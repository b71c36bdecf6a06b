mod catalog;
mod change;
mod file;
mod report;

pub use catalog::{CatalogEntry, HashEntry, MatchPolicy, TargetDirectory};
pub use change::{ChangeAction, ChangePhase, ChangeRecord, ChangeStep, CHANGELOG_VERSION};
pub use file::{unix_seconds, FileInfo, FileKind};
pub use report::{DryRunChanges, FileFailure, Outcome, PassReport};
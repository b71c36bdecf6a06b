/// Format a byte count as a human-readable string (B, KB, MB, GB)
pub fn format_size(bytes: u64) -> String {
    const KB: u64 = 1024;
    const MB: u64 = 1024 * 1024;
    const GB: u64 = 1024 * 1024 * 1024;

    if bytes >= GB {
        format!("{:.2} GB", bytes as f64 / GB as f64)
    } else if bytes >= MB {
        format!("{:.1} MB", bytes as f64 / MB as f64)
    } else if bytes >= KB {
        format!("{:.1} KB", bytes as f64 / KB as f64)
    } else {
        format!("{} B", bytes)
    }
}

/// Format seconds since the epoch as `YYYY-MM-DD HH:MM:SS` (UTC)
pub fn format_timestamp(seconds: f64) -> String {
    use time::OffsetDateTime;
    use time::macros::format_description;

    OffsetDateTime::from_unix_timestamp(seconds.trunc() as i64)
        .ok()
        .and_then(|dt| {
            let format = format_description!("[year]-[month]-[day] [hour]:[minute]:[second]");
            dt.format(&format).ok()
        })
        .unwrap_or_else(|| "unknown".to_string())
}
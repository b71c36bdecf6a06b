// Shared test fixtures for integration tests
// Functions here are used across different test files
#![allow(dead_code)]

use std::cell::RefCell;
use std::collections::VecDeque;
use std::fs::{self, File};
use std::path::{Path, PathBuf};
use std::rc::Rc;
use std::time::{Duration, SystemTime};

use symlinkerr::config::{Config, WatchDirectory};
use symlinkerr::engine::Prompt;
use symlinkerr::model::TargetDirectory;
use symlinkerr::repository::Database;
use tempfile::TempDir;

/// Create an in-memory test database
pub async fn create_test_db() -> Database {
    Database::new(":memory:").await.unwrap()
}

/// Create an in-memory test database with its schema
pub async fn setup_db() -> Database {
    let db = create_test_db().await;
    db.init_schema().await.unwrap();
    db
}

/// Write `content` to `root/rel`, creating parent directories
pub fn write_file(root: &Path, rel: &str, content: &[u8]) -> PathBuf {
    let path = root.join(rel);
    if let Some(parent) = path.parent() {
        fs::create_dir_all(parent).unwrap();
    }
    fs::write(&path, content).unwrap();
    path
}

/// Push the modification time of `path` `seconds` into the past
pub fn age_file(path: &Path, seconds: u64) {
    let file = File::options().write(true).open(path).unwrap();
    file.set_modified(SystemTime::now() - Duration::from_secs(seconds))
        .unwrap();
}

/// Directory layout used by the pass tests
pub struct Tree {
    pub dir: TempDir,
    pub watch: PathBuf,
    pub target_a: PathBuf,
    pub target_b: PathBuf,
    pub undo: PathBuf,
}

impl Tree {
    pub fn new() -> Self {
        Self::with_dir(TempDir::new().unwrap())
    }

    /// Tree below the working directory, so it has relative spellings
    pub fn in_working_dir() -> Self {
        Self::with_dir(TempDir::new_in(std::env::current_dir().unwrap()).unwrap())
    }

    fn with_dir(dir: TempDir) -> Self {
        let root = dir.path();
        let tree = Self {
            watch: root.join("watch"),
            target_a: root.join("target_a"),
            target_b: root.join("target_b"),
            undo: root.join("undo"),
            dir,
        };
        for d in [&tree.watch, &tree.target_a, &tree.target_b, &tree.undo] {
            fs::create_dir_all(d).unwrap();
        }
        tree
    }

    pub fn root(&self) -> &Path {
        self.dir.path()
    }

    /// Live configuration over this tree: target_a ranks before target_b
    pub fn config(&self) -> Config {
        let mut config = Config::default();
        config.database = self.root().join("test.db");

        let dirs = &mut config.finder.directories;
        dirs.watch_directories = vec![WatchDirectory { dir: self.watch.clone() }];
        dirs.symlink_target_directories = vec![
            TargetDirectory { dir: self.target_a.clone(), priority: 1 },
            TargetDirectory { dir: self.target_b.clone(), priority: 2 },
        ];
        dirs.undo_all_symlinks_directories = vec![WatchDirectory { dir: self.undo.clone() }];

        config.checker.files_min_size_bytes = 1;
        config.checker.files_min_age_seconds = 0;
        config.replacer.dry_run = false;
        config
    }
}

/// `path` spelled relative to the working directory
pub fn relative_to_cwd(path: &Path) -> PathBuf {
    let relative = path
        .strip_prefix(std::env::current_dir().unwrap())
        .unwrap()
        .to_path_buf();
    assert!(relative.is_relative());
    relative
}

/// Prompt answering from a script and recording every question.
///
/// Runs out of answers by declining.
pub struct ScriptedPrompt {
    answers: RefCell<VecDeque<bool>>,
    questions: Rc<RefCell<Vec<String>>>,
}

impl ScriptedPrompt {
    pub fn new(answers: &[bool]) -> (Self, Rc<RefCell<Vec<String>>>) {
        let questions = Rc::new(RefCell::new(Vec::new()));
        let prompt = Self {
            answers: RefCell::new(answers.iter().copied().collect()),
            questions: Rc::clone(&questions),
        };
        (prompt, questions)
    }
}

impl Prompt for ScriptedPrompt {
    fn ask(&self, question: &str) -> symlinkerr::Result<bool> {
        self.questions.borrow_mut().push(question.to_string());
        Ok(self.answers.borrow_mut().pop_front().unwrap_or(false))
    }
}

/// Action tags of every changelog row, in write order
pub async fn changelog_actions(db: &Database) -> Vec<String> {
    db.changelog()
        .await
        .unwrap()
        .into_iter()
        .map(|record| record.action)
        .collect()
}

---

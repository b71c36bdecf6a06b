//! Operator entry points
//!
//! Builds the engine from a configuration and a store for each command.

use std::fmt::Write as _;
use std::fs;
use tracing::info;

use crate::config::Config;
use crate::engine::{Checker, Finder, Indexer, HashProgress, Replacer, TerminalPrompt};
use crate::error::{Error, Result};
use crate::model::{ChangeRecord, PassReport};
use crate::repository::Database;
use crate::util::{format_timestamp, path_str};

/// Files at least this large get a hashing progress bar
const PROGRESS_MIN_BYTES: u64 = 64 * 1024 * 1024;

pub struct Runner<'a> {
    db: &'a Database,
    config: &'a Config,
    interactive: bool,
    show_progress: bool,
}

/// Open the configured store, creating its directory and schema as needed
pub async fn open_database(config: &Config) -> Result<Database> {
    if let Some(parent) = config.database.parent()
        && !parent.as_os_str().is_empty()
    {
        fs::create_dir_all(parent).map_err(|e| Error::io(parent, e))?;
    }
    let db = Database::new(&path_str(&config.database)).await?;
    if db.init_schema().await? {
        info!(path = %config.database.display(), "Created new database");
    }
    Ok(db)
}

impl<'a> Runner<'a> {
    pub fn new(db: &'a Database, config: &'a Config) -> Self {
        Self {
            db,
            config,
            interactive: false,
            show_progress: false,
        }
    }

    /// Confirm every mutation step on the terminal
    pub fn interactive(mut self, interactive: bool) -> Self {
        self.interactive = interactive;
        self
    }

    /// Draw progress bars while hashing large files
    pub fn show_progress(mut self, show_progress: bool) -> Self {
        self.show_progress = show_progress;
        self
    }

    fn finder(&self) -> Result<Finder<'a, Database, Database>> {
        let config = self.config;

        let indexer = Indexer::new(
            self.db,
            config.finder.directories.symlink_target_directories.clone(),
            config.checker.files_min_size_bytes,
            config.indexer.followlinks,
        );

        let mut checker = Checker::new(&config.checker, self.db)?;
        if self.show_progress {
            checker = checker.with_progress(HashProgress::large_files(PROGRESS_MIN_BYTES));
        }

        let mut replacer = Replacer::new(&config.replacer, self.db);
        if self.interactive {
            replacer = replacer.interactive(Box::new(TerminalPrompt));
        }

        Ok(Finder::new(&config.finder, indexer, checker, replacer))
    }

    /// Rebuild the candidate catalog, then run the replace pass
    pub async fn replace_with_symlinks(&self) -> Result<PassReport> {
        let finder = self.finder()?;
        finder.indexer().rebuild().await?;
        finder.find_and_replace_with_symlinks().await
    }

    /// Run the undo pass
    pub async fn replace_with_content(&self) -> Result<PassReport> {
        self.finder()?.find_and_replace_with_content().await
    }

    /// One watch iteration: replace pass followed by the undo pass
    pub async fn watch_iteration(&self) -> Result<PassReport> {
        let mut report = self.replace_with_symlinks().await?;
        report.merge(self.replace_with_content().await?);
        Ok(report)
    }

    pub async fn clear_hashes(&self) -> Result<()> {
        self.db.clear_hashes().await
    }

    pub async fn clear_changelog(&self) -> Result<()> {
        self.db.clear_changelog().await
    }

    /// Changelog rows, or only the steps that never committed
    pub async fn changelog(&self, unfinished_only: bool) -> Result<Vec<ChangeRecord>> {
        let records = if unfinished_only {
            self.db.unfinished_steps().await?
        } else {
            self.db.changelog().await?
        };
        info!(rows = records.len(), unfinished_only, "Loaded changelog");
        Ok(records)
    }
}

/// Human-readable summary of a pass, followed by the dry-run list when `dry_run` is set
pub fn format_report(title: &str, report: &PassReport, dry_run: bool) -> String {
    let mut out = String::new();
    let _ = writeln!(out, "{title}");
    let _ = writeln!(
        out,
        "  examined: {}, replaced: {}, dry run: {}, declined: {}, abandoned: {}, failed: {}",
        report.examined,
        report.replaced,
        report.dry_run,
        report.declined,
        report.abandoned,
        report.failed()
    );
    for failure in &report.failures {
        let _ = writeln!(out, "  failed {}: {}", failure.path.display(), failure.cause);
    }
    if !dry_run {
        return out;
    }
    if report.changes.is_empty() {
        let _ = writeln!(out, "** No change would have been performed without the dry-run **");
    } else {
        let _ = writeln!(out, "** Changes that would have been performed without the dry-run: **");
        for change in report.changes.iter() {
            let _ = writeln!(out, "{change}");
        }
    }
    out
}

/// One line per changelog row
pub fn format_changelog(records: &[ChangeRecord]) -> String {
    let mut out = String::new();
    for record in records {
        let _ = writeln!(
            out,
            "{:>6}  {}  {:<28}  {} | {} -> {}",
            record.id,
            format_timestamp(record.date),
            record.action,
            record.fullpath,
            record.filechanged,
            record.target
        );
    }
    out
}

==

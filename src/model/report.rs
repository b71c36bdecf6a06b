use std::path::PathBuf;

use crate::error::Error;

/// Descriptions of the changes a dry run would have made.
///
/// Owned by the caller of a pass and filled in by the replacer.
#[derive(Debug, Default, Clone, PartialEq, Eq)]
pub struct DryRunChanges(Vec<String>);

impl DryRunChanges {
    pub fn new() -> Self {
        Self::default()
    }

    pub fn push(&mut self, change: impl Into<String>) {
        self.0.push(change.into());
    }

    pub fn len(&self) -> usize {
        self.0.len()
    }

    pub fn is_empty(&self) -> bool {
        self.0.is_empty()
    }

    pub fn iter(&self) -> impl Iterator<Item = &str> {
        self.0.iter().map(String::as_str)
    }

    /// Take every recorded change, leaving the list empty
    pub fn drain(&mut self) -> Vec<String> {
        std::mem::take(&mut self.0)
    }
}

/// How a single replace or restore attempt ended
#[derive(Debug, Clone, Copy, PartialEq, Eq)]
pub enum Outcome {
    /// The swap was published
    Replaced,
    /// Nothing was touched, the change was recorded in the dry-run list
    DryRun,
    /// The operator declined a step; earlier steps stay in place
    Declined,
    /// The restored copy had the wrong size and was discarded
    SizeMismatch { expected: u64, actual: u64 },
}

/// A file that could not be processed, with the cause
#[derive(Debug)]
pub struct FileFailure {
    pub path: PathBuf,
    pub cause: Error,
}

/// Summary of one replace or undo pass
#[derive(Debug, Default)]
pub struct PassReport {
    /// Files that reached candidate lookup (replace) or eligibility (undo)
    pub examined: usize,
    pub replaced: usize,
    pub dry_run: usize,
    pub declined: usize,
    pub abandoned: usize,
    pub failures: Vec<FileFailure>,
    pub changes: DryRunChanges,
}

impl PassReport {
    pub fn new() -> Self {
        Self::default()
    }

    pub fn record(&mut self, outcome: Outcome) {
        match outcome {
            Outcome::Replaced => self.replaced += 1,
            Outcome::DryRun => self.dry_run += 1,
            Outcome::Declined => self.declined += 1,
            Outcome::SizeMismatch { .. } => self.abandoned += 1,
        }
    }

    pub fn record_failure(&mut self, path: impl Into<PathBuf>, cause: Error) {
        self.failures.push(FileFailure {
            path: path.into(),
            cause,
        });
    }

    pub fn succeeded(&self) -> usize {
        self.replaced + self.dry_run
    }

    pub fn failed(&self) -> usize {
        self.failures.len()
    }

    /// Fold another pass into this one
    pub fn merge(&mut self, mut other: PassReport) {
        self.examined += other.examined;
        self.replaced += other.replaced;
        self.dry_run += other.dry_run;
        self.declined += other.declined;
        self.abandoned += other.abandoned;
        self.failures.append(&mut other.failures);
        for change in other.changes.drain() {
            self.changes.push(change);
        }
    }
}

Work request:
Please give the count of lines in the listing that include the string "configuration", with no words around it.

Output below:
2